La Federcalcio americana è stata protagonista di un episodio alquanto disdicevole, mettendo online la bandiera iraniana senza lo stemma islamico. Valeva la pena farlo o è servito solo ad esacerbare di più gli animi?
Si sono resi protagonisti di un atteggiamento infantile fuori luogo. L’Iran ha chiesto l’esclusione degli Stati Uniti dal Mondiale. Anche con ragione, cosa che non può accadere, ma che forse avrebbe evitato le tensioni di questa partita.
Intanto sta succedendo qualcosa di importante. In Cina, altro regime dittatoriale, le ragazze sono scese per strada inneggiando alle donne iraniane. La rivolta sta superando i confini dell’Iran?

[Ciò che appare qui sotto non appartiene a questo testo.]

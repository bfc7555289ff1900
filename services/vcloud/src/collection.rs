// Licensed to the Apache Software Foundation (ASF) under one
// or more contributor license agreements.  See the NOTICE file
// distributed with this work for additional information
// regarding copyright ownership.  The ASF licenses this file
// to you under the Apache License, Version 2.0 (the
// "License"); you may not use this file except in compliance
// with the License.  You may obtain a copy of the License at
//
//   http://www.apache.org/licenses/LICENSE-2.0
//
// Unless required by applicable law or agreed to in writing,
// software distributed under the License is distributed on an
// "AS IS" BASIS, WITHOUT WARRANTIES OR CONDITIONS OF ANY
// KIND, either express or implied.  See the License for the
// specific language governing permissions and limitations
// under the License.

use async_trait::async_trait;
use nimbus_core::{Collection, NotFoundExt, Result};

use crate::models::VDC_MEDIA_TYPE;
use crate::{VcloudApi, Vdc};

/// Vdcs loads the virtual datacenters of one organization.
///
/// The organization defaults to the one the session belongs to. Vdcs can't
/// be created through this collection.
#[derive(Debug)]
pub struct Vdcs<'a> {
    api: &'a mut dyn VcloudApi,
    organization_uri: Option<String>,
}

impl<'a> Vdcs<'a> {
    /// Create a new collection on top of a service.
    pub fn new(api: &'a mut dyn VcloudApi) -> Self {
        Self {
            api,
            organization_uri: None,
        }
    }

    /// Load vdcs of another organization.
    pub fn with_organization_uri(mut self, uri: &str) -> Self {
        self.organization_uri = Some(uri.to_string());
        self
    }

    /// Url of the organization this collection loads from.
    pub async fn organization_uri(&mut self) -> Result<String> {
        if let Some(uri) = &self.organization_uri {
            return Ok(uri.clone());
        }

        let uri = self.api.default_organization_uri().await?;
        self.organization_uri = Some(uri.clone());
        Ok(uri)
    }
}

#[async_trait]
impl Collection for Vdcs<'_> {
    type Model = Vdc;

    /// Vdcs as linked from the organization, only name, href and type are
    /// filled.
    async fn all(&mut self) -> Result<Vec<Vdc>> {
        let uri = self.organization_uri().await?;
        let Some(org) = self.api.get_organization(&uri).await? else {
            return Ok(vec![]);
        };

        Ok(org
            .links_of(VDC_MEDIA_TYPE)
            .cloned()
            .map(Vdc::from)
            .collect())
    }

    async fn get(&mut self, uri: &str) -> Result<Option<Vdc>> {
        Ok(self.api.get_vdc(uri).await.not_found_as_none()?.flatten())
    }
}

#[cfg(test)]
mod tests {
    use super::*;
    use crate::{MockVcloudService, MOCK_VDC_URI};
    use pretty_assertions::assert_eq;

    #[tokio::test]
    async fn test_vdcs_with_mock() -> Result<()> {
        let mut api = MockVcloudService::new();
        let mut vdcs = Vdcs::new(&mut api);

        let all = vdcs.all().await?;
        assert_eq!(all.len(), 1);
        assert_eq!(all[0].href, MOCK_VDC_URI);
        assert_eq!(all[0].name.as_deref(), Some("MockVdc"));

        let vdc = vdcs.get(MOCK_VDC_URI).await?.expect("vdc must exist");
        assert_eq!(vdc.is_enabled, Some(true));
        assert_eq!(vdcs.get("").await?, None);
        Ok(())
    }
}
// Licensed to the Apache Software Foundation (ASF) under one
// or more contributor license agreements.  See the NOTICE file
// distributed with this work for additional information
// regarding copyright ownership.  The ASF licenses this file
// to you under the Apache License, Version 2.0 (the
// "License"); you may not use this file except in compliance
// with the License.  You may obtain a copy of the License at
//
//   http://www.apache.org/licenses/LICENSE-2.0
//
// Unless required by applicable law or agreed to in writing,
// software distributed under the License is distributed on an
// "AS IS" BASIS, WITHOUT WARRANTIES OR CONDITIONS OF ANY
// KIND, either express or implied.  See the License for the
// specific language governing permissions and limitations
// under the License.

#![doc = include_str!("../README.md")]
#![cfg_attr(docsrs, feature(doc_auto_cfg))]

pub use nimbus_core::*;

#[cfg(feature = "default-context")]
mod context;
#[cfg(feature = "default-context")]
pub use context::default_context;

#[cfg(feature = "aws")]
pub mod aws {
    pub use nimbus_aws_sqs::*;
}

#[cfg(feature = "brightbox")]
pub mod brightbox {
    pub use nimbus_brightbox::*;
}

#[cfg(feature = "rackspace")]
pub mod rackspace {
    pub use nimbus_rackspace_lb::*;
}

#[cfg(feature = "vcloud")]
pub mod vcloud {
    pub use nimbus_vcloud::*;
}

È molto interessante questo. Le donne stanno dando un contributo alla democrazia che si è visto poche volte nella storia, forse solo durante la Resistenza italiana. Per il resto non ci sono molti esempi analoghi.
Si può sperare in un cambiamento globale? Senza arrivare alla repressione sanguinaria?
In Iran il sangue già scorre abbondantemente, speriamo che i cinesi si comportino più saggiamente degli iraniani.